CARMEN UCEDA DEL PUERTO
Desde casa, con un plato caliente sobre la mesa, un hogar apacible y la vista en el televisor, muchas familias resoplan al ver, por un instante, banderas palestinas ondeando alrededor del circuito. Aquel donde se decidiría quién sería el ganador de la Vuelta a España. Donde se podría sentir la división de ideales, y donde ni los gritos ni los policías increpando a los manifestantes podían ocultar la muchedumbre tóxica de la competición.

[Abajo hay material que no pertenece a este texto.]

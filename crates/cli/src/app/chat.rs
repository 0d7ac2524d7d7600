use anyhow::Result;
use futures::StreamExt;
use providers::broker::report::token_status;
use providers::{ChatRequest, Gateway};
use relay_core::llm::ChatDelta;
use tokio::io::{AsyncWriteExt, Stdout};
use tracing::{error, info};

use crate::strings::{self, PREFIX_ASSISTANT, PREFIX_NOTICE};

use super::App;

enum Outcome {
    Finished,
    Canceled,
    Failed(String),
}

impl App {
    pub fn request_for(&self, text: &str) -> ChatRequest {
        ChatRequest {
            history: self.turns.clone(),
            text: text.to_string(),
            model: self.selector.clone(),
            sampling: self.cfg.sampling.clone(),
            wire: self.wire,
            api_key: self.cfg.api_key.clone(),
        }
    }

    /// Streams one answer to stdout as it arrives. Ctrl-C drops the stream,
    /// which closes the upstream connection.
    pub async fn submit(&mut self, gateway: &Gateway, text: String, out: &mut Stdout) -> Result<()> {
        info!(target: "cli", "submit: model={} wire={} input_len={} chars", self.selector.resolve(), self.wire.as_str(), text.len());
        let mut stream = gateway.chat(self.request_for(&text));
        let mut reply = String::new();
        let mut started = false;
        let outcome = loop {
            tokio::select! {
                item = stream.next() => match item {
                    Some(Ok(ChatDelta::Text(t))) => {
                        if !started {
                            out.write_all(PREFIX_ASSISTANT.as_bytes()).await?;
                            started = true;
                        }
                        out.write_all(t.as_bytes()).await?;
                        out.flush().await?;
                        reply.push_str(&t);
                    }
                    Some(Ok(ChatDelta::Notice(n))) => {
                        out.write_all(format!("{PREFIX_NOTICE}{}\n", n.trim_end()).as_bytes()).await?;
                        out.flush().await?;
                    }
                    Some(Err(e)) => break Outcome::Failed(e.to_string()),
                    None => break Outcome::Finished,
                },
                _ = tokio::signal::ctrl_c() => break Outcome::Canceled,
            }
        };
        drop(stream);

        if started {
            out.write_all(b"\n").await?;
        }
        match outcome {
            Outcome::Finished => {}
            Outcome::Canceled => {
                info!(target: "cli", "stream canceled after {} chars", reply.len());
                out.write_all(format!("{}\n", strings::CANCELED).as_bytes()).await?;
            }
            Outcome::Failed(msg) => {
                error!(target: "cli", "request failed: {}", msg);
                out.write_all(format!("{}\n", strings::error_line(&msg)).as_bytes()).await?;
            }
        }
        out.flush().await?;
        self.record_exchange(&text, &reply);
        Ok(())
    }

    pub async fn token(&self, gateway: &Gateway, arg: &str, out: &mut Stdout) -> Result<()> {
        let Some(broker) = gateway.broker() else {
            out.write_all(format!("{}\n", strings::error_line(strings::NO_BROKER)).as_bytes()).await?;
            return Ok(());
        };
        let line = match token_status(broker, arg, gateway.broker_settings()).await {
            Ok(report) => report,
            Err(e) => {
                error!(target: "cli", "token query failed: {}", e);
                strings::error_line(&e.to_string())
            }
        };
        out.write_all(format!("{}\n", line.trim_end()).as_bytes()).await?;
        out.flush().await?;
        Ok(())
    }
}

Entre esas familias, como muchas, se encontraba la mía. Me sorprendía ver cómo mis padres –los mismos que me alentaron a levantarme, a luchar y a gritar ante las injusticias– ahora maldecían a quienes luchan por lo justo. Mientras yo, rezagada en el sillón, me lamentaba internamente por no acallar sus críticas infundadas. Aquellos, quienes me dijeron que no bastaba con quejarse, quienes me enseñaron que había que quemarlo todo para ser escuchados, horrorizados por unos manifestantes que invadían el trazado y destrozaban las vallas, pese a que la verdadera invasión iba mucho más allá de una simple carrera.
Ojalá fuera solo eso.
Al escuchar sus lamentos, mientras comíamos y seguíamos observando la pantalla, argumentaban que había que defender lo nuestro, no lo del resto. Pero, ¿qué es ‘lo nuestro’? ¿Dónde empieza ‘lo nuestro’ y termina ‘lo suyo’? ¿Cuándo nos tengan atados de manos y pies y no nos podamos defender? ¿Cuándo nos quiten la comida que llevarnos a la boca, el entretenimiento y el hogar?
¿Dejará de ser ‘suyo’ para ser ‘nuestro’ cuando afecte a nuestro privilegio?

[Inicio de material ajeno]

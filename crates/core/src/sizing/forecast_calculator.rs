use chrono::Utc;
use log::debug;

use super::{ForecastParams, ForecastPoint, ForecastResult, ScenarioRates};
use crate::constants::{FORECAST_BAND, MAX_PROJECTION_YEARS};
use crate::errors::{CalculatorError, Result};

/// Projects `base_value` forward at the scenario's growth rate, with a
/// symmetric band of `FORECAST_BAND` around every point.
pub fn forecast(params: &ForecastParams, rates: &ScenarioRates) -> Result<ForecastResult> {
    let base = params
        .base_value
        .ok_or(CalculatorError::MissingInput("base_value"))?;
    if !base.is_finite() || base < 0.0 {
        return Err(CalculatorError::invalid(
            "base_value",
            format!("{} is not a non-negative number", base),
        )
        .into());
    }
    if params.years == 0 || params.years > MAX_PROJECTION_YEARS {
        return Err(CalculatorError::invalid(
            "years",
            format!("{} is outside 1..={}", params.years, MAX_PROJECTION_YEARS),
        )
        .into());
    }

    let growth_rate = rates.rate(params.scenario);
    if !growth_rate.is_finite() || growth_rate <= -1.0 {
        return Err(CalculatorError::invalid(
            "growth_rate",
            format!("{} rate {} must be greater than -1", params.scenario, growth_rate),
        )
        .into());
    }

    let mut value = base;
    let points: Vec<ForecastPoint> = (1..=params.years)
        .map(|year| {
            value *= 1.0 + growth_rate;
            ForecastPoint {
                year,
                value,
                lower: value * (1.0 - FORECAST_BAND),
                upper: value * (1.0 + FORECAST_BAND),
            }
        })
        .collect();

    let total_growth = if base > 0.0 { value / base - 1.0 } else { 0.0 };

    debug!(
        "Forecast ({}): {} -> {} over {} years",
        params.scenario, base, value, params.years
    );

    Ok(ForecastResult {
        scenario: params.scenario,
        growth_rate,
        base_value: base,
        points,
        total_growth,
        calculated_at: Utc::now(),
    })
}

Cuando seamos incapaces de luchar por lo nuestro, cuando todos sean testigos del baño de sangre. Cuando el resto calle, como alguna vez nosotros lo hicimos con Palestina ¿quién creen que alzará la mano por nosotros? ¿Creen que nos va a ayudar cuando no nos podamos levantar? ¿Creen que van a salvarnos de lo que alguna vez fuimos?

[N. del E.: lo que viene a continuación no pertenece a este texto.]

//! MarketLens Core - Market sizing calculators and the sizing service.
//!
//! This crate turns data resolved by `marketlens-market-data` into derived
//! market metrics (TAM, SAM/SOM, scenario forecasts, cross-source
//! validation). It also owns configuration and logging setup.

pub mod config;
pub mod constants;
pub mod errors;
pub mod sizing;
pub mod telemetry;

pub use config::Config;
pub use sizing::*;

// Re-export error types
pub use errors::Error;
pub use errors::Result;

// Re-export the data layer for consumers that only depend on core
pub use marketlens_market_data as market_data;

Testigos silenciosos, arrastrados por la tempestad y la guerra mediática. Pese a todas estas preguntas, seguimos pensando que no es nuestro problema. Pensamos con egoísmo, y el egoísmo nos consume. Deseamos desconectar de la realidad. Evitamos ver el conflicto a los ojos, aunque callar signifique que somos parte del problema. Forjamos un escaparate de normalidad, como la Vuelta Ciclista, y cuando la normalidad se rompe, llega la incomodidad.
La incomodidad se alargó por varios días, enmarcada por el telediario. Y pese a las quejas –de mis padres, de la gente, de no poder disfrutar el deporte con normalidad, de ese espectáculo, de esa falsa normalidad–, pese a todo ello, todo se desvaneció tras el fin de la carrera.
Para mi sorpresa, mis padres cambiaron de canal. No mostraron ni un ápice de interés en conocer al ganador. No les importó si hubo complicaciones, si Jonas Vingegaard se regodeó encima de una nevera en vez de en un podio, ni los galardones ni los premios. Lo único importante era acallar las voces, las verdades incómodas, aquellas verdades que no quieren ser escuchadas.
Y en ese último momento, cuando la indiferencia por el ciclismo se hizo presente junto con ella se encontraba la indiferencia ante el sufrimiento humano. Aquel que nos incomodó al principio, y que resonó hasta el cambio de canal. Así, las protestas se silenciaron, y con ellas nuestras propias voces, nuestra capacidad de actuar.